Kurt Wallanders letzter Fall
Henning Mankells Wallander-Krimis ist es zu Recht schon seit längerem gelungen, einen wohlverdienten Kult-Status auch und gerade in Deutschland zu erlangen sowie, sehr erfolgreich, selbigen zu verteidigen. Besagte Schriften sind auf ihre spezifische und wenig vergleichbare Weise in erster Linie spannend, aber gleichzeitig auch unterhaltsam sowie multithematisch tiefgehend, was schlichten "Krimis" eigentlich so gut wie gar nicht zu gelingen vermag. Der Leser wird eingebunden in unterschiedlichste lebensalltägliche Dinge der Protagonisten, so dass das eine oder andere Identifikationspotential, gewollt oder nicht, für die sich selbstverständlich individuell unterscheidenden Rezipenten zu erkennen unausweichlich ist. Ende der 1990er Jahre endete die bisherige Wallander-Serie - dem lesenden Konsumenten wurde also eine recht lange Wartezeit zugemutet, erneut zu einem entsprechend neuen Titel greifen zu dürfen.

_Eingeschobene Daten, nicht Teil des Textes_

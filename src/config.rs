use serde::{Deserialize, Serialize};
use tracing::{info, warn};

use crate::account::{Amount, StatementStyle};
use crate::error::BancoError;

#[derive(Debug, Deserialize, Serialize, Clone, PartialEq)]
pub struct BancoConfig {
    pub bank: BankConfig,
    #[serde(default)]
    pub logging: LoggingConfig,
    #[serde(default)]
    pub savings: SavingsConfig,
}

#[derive(Debug, Deserialize, Serialize, Clone, PartialEq)]
pub struct BankConfig {
    pub name: String,
    #[serde(default = "default_currency_symbol")]
    pub currency_symbol: String,
}

fn default_currency_symbol() -> String {
    "$".to_string()
}

#[derive(Debug, Deserialize, Serialize, Clone, PartialEq)]
pub struct LoggingConfig {
    pub log_level: String,
}

impl Default for LoggingConfig {
    fn default() -> Self {
        Self {
            log_level: "info".to_string(),
        }
    }
}

#[derive(Debug, Deserialize, Serialize, Clone, PartialEq)]
pub struct SavingsConfig {
    pub monthly_interest_rate: Amount,
}

impl Default for SavingsConfig {
    fn default() -> Self {
        Self {
            monthly_interest_rate: Amount::new(5, 3),
        }
    }
}

impl Default for BancoConfig {
    fn default() -> Self {
        Self {
            bank: BankConfig {
                name: "Banco".to_string(),
                currency_symbol: default_currency_symbol(),
            },
            logging: LoggingConfig::default(),
            savings: SavingsConfig::default(),
        }
    }
}

impl BancoConfig {
    /// Strict load: any read or parse failure is an error
    pub fn load(path: &str) -> Result<Self, BancoError> {
        let s = std::fs::read_to_string(path)?;
        let config: Self = toml::from_str(&s)?;
        let rate = config.savings.monthly_interest_rate;
        if rate < Amount::ZERO || rate > Amount::ONE {
            return Err(BancoError::InvalidInput(format!(
                "monthly_interest_rate {} outside [0, 1]",
                rate
            )));
        }
        Ok(config)
    }

    pub fn save(&self, path: &str) -> Result<(), BancoError> {
        let s = toml::to_string_pretty(self)?;
        std::fs::write(path, s)?;
        Ok(())
    }

    pub fn load_or_default(path: &str) -> Self {
        if std::path::Path::new(path).exists() {
            match Self::load(path) {
                Ok(c) => {
                    info!("Config loaded from {}", path);
                    c
                }
                Err(e) => {
                    warn!("Error loading config: {}. Using defaults.", e);
                    Self::default()
                }
            }
        } else {
            info!("Config file not found at '{}'. Creating default.", path);
            let config = Self::default();
            if let Err(e) = config.save(path) {
                warn!("Could not write default config: {}", e);
            }
            config
        }
    }

    pub fn statement_style(&self) -> StatementStyle {
        StatementStyle {
            bank_name: self.bank.name.clone(),
            currency_symbol: self.bank.currency_symbol.clone(),
        }
    }
}
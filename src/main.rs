use std::io;
use std::process::ExitCode;

use clap::Parser;
use tracing::error;
use tracing_subscriber::EnvFilter;

use rust_banco::cli::account::{run_scenario, ScenarioParams};
use rust_banco::cli::{Cli, Commands};
use rust_banco::config::BancoConfig;

fn main() -> ExitCode {
    let cli = Cli::parse();

    // Peek at the config for the log level before logging is up
    let log_level = BancoConfig::load(&cli.config)
        .map(|c| c.logging.log_level)
        .unwrap_or_else(|_| "info".to_string());
    tracing_subscriber::fmt()
        .with_env_filter(
            EnvFilter::try_from_default_env().unwrap_or_else(|_| EnvFilter::new(log_level)),
        )
        .with_writer(io::stderr)
        .init();

    let config = BancoConfig::load_or_default(&cli.config);

    let params = match cli.command.unwrap_or(Commands::Demo) {
        Commands::Demo => ScenarioParams::demo(),
        Commands::Scenario { deposit, transfer, withdraw, interest, json } => ScenarioParams {
            deposit,
            transfer,
            withdraw,
            interest,
            json,
        },
    };

    let stdout = io::stdout();
    let mut out = stdout.lock();
    match run_scenario(&config, &params, &mut out) {
        Ok(()) => ExitCode::SUCCESS,
        Err(e) => {
            error!("Scenario failed: {}", e);
            ExitCode::FAILURE
        }
    }
}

Nunmehr ist es soweit. Im aktuellen Band, welcher unter dem Titel "Feind im Schatten" in entsprechenden Regalen diverser Anbieter des Kaufes harrt, hat Kurt erneut die denkbar schwierigsten Ermittlungen zu übernehmen. Mit an Sicherheit grenzender Wahrscheinlichkeit handelt es sich jedoch um seinen letzten Fall. Er ist altersbedingt angeschlagen - wie sein Erfinder auch - und bedarf gleichermaßen psychologisch als auch physiologisch der (vor-)letzten Ruhe. Soviel sei verraten: Mankell lässt seinem Protagonisten nach der Beendigung der komplexen Ermittlungen einen letzten, schweren Weg mit einer sehr schrecklichen Krankheit beschreiten: "Danach ist nichts mehr. Die Erzählung von Kurt Wallander geht unwiderruflich zu Ende. Die Jahre, die er noch zu leben hat, vielleicht zehn, vielleicht mehr, sind seine eigene Zeit, seine und Lindas, seine und Klaras, keines andern Menschen Zeit" (S. 588). Deutlicher ginge es wohl kaum!
Der Autor lässt dem tendenziell depressiv erscheinenden Polizisten, dem das Dunkel der Welt vermehrt zu schaffen macht und sich wie eine immer schwerer wiegende Wolke der Last auf seine Seele zu setzen vermag, in sehr schwierigen sowie geheimnisvollen Feldern der neueren schwedischen Geschichte tätig werden. Wer, der politisch interessierten und bereits deutlich betagteren Leser unter uns (also die Ü-40 Generation ist gemeint), erinnert sich nicht an die diversen U-Boot-Vorfälle der 1980er Jahre in besagtem skandinavischen Lande bzw. seinen sogenannten Hoheitsgewässern. Im NATO geprägten Westen wurde seinerzeit - natürlich -, nicht alleine dem Kalten Krieg geschuldet, immer unisono behauptet, ausschließlich die sowjetische Marine betreibe dort Spionage bzw. der unter mysteriösen, bis heute nicht aufgeklärten Umständen ermordete ehemalige schwedische Ministerpräsident Olof Palme sei in Wirklichkeit sozialistischer Spion gewesen und habe die Aufklärung der fremden Unterwasserfahrzeuge seitens des schwedischen Militärs aktiv verhindert. Doch alles war, zumindest in Wallenders Fall, viel, viel rätselhafter. Lassen Sie sich, werter Leser, einfach überraschen!
Ein auf etwa 600 Seiten sehr gelungener Abschied einer vielen Menschen liebgewordenen Kriminalfigur. Deshalb lohnen sich die zu bezahlenden 26,- Euro durchaus - oder man nutzt einfach mal wieder eine städtische Bücherei und leiht sich den "Schinken" aus, was der Verlag aufgrund geringerer Gewinnerwartungen sicherlich weniger gerne zu hören wünscht. Darauf Rücksicht zu nehmen, ist die meine Sache jedoch nicht. Das Prinzip von allgemein zugänglichen Bibliotheken sollte nämlich, so sei der an unerwarteter Stelle wider Erwarten doch erneut in Aktion tretende Zeigefinger nicht zu rügen, auch an dieser Stelle als unterstützenswertes Bestreben Erwähnung finden.
Die These übrigens, dass nicht alleine die Hardcorefans Kurts das eine oder andere Tränchen der Trauer ob des endgültigen Entschwindens Wallanders zu verdrücken haben werden, scheint bei weitem so gar nicht als unbegründet vertretbar. Mach" es gut, Kurt!